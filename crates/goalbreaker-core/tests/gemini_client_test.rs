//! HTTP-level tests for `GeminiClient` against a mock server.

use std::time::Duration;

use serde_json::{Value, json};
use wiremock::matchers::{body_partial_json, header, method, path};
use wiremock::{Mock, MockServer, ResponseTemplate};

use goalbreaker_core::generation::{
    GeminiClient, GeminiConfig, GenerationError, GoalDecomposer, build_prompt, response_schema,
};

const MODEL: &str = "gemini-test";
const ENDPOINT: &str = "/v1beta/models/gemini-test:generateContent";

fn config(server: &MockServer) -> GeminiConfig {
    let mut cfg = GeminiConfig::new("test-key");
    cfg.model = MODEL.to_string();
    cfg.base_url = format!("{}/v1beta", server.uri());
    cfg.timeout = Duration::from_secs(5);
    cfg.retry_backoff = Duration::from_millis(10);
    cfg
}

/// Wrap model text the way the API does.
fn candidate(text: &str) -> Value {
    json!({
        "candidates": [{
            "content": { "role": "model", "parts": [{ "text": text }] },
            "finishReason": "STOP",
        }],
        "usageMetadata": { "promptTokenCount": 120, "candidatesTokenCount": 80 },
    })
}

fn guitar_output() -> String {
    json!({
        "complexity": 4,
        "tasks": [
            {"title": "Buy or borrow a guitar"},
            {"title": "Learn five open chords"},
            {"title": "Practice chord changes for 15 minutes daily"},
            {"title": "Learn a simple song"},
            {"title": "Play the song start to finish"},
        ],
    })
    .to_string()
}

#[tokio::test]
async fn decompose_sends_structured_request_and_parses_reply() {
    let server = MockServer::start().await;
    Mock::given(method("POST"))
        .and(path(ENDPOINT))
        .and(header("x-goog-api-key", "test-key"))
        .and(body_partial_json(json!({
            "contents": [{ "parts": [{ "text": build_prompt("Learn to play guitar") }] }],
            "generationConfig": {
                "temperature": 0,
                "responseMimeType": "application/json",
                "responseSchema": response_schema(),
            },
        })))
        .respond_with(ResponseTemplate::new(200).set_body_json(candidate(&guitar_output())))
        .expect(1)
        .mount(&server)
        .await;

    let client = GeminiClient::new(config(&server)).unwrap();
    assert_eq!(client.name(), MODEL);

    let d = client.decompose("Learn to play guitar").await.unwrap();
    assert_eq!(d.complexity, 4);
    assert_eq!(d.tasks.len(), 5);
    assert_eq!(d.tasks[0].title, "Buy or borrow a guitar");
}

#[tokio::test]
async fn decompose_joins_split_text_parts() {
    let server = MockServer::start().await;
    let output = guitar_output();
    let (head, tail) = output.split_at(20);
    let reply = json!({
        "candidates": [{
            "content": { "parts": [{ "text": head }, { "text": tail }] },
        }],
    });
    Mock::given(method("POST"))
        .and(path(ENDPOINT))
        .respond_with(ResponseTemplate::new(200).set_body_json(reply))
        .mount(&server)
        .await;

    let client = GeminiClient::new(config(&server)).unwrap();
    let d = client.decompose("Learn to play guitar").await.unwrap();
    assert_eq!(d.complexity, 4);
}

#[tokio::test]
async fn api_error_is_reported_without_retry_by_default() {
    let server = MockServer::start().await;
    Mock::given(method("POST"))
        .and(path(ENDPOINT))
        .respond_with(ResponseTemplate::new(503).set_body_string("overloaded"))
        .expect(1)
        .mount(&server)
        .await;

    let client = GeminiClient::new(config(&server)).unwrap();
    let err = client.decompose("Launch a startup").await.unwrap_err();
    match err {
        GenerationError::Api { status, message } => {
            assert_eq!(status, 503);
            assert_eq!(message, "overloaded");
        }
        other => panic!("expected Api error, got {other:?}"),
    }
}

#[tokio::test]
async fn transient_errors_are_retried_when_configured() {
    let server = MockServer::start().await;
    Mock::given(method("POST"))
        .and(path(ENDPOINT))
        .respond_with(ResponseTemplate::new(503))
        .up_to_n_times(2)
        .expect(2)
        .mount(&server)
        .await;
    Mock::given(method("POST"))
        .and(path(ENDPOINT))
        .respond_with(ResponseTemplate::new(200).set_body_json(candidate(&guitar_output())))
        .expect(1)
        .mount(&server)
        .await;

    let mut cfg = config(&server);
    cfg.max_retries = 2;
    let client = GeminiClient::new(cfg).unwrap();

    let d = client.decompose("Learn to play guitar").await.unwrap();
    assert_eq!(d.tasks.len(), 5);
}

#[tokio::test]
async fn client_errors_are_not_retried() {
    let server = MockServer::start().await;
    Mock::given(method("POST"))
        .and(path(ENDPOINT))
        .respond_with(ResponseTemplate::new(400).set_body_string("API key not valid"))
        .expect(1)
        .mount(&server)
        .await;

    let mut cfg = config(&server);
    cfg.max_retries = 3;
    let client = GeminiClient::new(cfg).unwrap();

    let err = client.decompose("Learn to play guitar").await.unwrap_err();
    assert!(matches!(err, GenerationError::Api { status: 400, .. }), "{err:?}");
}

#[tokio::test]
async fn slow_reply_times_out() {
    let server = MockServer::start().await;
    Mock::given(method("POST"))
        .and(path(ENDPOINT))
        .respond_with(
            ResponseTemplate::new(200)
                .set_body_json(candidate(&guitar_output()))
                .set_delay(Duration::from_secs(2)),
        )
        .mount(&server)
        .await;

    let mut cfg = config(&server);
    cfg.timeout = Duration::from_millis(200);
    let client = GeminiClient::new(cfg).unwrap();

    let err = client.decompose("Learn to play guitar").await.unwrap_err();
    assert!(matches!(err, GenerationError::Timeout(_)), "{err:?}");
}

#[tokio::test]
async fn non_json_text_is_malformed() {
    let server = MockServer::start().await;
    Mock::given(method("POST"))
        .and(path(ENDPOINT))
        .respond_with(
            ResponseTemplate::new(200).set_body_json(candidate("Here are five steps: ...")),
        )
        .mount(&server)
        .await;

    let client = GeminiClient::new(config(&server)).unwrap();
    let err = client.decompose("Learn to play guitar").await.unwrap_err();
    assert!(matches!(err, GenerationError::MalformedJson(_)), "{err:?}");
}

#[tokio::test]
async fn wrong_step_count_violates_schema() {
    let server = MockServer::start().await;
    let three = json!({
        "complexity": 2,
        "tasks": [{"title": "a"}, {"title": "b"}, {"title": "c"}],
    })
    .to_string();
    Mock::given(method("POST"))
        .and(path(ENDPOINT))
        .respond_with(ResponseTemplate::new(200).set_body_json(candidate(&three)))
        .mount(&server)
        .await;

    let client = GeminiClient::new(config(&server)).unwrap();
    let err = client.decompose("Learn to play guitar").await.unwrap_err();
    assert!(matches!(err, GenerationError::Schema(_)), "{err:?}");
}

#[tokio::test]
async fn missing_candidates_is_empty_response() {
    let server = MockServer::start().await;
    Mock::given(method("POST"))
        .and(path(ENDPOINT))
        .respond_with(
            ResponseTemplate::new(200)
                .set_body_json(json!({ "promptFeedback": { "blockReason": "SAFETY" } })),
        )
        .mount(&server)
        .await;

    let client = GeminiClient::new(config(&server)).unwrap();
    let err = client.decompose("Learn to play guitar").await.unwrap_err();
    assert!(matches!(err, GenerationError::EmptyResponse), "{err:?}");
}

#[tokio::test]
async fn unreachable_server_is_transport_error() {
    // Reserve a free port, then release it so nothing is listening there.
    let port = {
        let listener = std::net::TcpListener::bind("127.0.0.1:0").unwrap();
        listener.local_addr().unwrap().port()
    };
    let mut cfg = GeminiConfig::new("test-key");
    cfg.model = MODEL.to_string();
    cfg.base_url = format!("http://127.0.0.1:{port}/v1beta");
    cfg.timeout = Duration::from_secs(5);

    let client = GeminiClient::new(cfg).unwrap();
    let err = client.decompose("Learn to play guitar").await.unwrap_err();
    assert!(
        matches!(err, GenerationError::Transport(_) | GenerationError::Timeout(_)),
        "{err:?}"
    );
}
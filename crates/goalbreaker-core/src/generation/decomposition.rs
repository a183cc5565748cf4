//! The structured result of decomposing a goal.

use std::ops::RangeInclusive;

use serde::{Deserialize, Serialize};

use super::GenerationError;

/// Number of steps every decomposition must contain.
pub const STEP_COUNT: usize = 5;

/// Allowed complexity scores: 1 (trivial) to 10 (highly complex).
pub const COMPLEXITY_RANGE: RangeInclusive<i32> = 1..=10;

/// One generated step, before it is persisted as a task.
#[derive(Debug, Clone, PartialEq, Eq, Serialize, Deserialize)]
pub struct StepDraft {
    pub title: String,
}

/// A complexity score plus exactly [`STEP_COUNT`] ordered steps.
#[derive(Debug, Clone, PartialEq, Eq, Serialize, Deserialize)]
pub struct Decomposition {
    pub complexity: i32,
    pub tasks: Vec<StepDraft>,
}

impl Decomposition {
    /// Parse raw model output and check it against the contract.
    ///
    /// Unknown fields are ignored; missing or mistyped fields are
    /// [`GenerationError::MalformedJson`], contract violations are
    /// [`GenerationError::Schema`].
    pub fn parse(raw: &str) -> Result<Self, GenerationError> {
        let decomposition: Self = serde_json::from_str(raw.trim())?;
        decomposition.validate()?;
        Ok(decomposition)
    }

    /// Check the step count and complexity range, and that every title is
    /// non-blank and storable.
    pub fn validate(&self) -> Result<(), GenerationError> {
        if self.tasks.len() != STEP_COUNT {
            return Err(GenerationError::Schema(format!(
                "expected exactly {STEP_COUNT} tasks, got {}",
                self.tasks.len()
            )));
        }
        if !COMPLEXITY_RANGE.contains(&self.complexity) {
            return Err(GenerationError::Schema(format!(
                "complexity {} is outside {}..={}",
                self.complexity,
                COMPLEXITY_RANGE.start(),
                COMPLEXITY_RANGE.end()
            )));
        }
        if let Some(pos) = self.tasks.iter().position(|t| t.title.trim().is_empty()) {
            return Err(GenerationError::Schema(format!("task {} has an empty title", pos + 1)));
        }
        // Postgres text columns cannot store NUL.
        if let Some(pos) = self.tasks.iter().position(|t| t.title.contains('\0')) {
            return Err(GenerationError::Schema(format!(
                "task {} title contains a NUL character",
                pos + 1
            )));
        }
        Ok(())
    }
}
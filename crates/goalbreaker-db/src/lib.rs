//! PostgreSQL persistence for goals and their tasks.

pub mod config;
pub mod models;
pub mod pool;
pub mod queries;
####################
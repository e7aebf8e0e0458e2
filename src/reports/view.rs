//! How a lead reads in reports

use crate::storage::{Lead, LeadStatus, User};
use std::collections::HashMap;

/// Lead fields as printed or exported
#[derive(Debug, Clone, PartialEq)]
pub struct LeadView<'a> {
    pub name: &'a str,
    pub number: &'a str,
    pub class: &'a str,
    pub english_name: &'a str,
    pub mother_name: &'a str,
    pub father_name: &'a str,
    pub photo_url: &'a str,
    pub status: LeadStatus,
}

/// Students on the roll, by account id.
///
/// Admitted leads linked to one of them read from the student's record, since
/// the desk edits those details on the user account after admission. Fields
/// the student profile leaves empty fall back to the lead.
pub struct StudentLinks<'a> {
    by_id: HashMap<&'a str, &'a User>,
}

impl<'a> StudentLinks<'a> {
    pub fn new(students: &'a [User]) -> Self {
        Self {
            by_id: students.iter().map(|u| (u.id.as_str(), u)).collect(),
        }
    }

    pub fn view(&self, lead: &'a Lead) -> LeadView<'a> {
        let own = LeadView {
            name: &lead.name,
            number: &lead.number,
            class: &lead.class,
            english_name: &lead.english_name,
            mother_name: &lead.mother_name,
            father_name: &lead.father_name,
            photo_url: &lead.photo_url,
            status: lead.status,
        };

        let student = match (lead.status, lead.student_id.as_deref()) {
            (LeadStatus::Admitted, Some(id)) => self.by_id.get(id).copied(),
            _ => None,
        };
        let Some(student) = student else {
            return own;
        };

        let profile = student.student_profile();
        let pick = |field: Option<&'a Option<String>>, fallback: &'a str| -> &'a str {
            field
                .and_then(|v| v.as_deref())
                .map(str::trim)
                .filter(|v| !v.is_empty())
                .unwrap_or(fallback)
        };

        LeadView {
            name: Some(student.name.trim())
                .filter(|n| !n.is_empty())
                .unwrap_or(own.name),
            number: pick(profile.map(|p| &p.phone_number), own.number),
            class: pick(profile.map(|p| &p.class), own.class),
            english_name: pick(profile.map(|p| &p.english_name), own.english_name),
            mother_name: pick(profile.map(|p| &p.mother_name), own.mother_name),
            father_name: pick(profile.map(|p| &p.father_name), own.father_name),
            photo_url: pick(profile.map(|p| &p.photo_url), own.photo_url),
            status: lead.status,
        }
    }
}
####################
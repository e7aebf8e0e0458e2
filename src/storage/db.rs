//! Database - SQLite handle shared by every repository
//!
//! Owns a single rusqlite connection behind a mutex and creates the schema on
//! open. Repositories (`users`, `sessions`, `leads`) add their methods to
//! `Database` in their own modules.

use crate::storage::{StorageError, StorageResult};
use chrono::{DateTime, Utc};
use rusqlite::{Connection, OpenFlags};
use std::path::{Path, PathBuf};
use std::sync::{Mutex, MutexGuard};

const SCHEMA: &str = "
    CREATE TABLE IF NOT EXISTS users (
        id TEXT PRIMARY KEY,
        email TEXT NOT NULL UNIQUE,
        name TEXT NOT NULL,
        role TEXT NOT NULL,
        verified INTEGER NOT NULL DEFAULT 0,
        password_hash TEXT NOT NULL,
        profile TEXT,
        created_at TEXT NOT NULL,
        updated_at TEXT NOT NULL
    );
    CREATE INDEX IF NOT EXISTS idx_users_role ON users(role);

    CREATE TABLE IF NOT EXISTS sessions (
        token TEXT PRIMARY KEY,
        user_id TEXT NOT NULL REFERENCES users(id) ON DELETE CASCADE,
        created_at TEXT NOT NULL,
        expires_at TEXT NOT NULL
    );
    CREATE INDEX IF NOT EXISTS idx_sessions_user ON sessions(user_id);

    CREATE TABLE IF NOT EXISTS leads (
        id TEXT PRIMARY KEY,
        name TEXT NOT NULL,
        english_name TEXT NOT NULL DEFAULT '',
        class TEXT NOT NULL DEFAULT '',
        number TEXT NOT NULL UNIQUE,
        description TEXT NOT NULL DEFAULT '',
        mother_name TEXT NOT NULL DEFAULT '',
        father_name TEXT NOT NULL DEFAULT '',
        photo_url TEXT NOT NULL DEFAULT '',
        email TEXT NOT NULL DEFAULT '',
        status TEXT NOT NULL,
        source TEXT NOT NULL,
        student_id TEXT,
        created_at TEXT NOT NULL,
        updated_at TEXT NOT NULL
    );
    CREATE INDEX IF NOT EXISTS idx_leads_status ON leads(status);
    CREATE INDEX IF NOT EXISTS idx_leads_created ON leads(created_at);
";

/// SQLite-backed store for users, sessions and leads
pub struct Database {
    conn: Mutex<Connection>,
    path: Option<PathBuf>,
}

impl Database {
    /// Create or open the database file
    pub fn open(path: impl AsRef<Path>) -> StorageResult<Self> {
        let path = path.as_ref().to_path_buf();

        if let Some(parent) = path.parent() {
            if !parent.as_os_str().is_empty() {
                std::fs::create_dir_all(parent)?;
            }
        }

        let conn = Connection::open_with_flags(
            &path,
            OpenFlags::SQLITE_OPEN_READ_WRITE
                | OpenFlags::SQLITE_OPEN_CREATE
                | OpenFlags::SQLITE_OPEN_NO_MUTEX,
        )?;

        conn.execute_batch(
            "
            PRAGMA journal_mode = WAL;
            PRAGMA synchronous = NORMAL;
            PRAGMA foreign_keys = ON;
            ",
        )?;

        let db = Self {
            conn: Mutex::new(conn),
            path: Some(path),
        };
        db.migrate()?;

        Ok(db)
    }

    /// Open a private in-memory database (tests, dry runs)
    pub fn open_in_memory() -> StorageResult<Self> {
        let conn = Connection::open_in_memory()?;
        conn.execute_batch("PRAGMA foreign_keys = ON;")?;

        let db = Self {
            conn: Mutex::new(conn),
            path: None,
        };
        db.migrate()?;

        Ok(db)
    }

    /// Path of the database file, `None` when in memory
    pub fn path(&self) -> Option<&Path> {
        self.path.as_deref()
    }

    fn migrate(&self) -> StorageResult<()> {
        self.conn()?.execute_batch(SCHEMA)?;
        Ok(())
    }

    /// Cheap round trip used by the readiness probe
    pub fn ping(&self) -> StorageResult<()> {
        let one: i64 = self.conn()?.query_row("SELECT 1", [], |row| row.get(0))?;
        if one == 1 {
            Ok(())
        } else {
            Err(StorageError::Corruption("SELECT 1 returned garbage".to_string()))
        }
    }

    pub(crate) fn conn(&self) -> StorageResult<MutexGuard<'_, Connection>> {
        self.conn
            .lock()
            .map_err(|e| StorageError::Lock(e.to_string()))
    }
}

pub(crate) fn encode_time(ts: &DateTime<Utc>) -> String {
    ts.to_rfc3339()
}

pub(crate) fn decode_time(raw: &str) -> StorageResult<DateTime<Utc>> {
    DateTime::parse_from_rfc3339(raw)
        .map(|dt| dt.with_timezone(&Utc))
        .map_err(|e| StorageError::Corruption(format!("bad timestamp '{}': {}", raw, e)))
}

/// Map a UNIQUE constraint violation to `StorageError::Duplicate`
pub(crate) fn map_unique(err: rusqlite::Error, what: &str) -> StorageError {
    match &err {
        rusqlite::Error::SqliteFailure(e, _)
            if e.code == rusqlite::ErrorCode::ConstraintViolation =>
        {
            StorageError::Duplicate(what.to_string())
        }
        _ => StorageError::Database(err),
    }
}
####################
• **TASK OBJECTIVE**
From the material above, gather all lines that include the string "header" and copy them.

• **WRITTEN RESPONSE**
use wiremock::matchers::{body_partial_json, header, method, path};
        .and(header("x-goog-api-key", "test-key"))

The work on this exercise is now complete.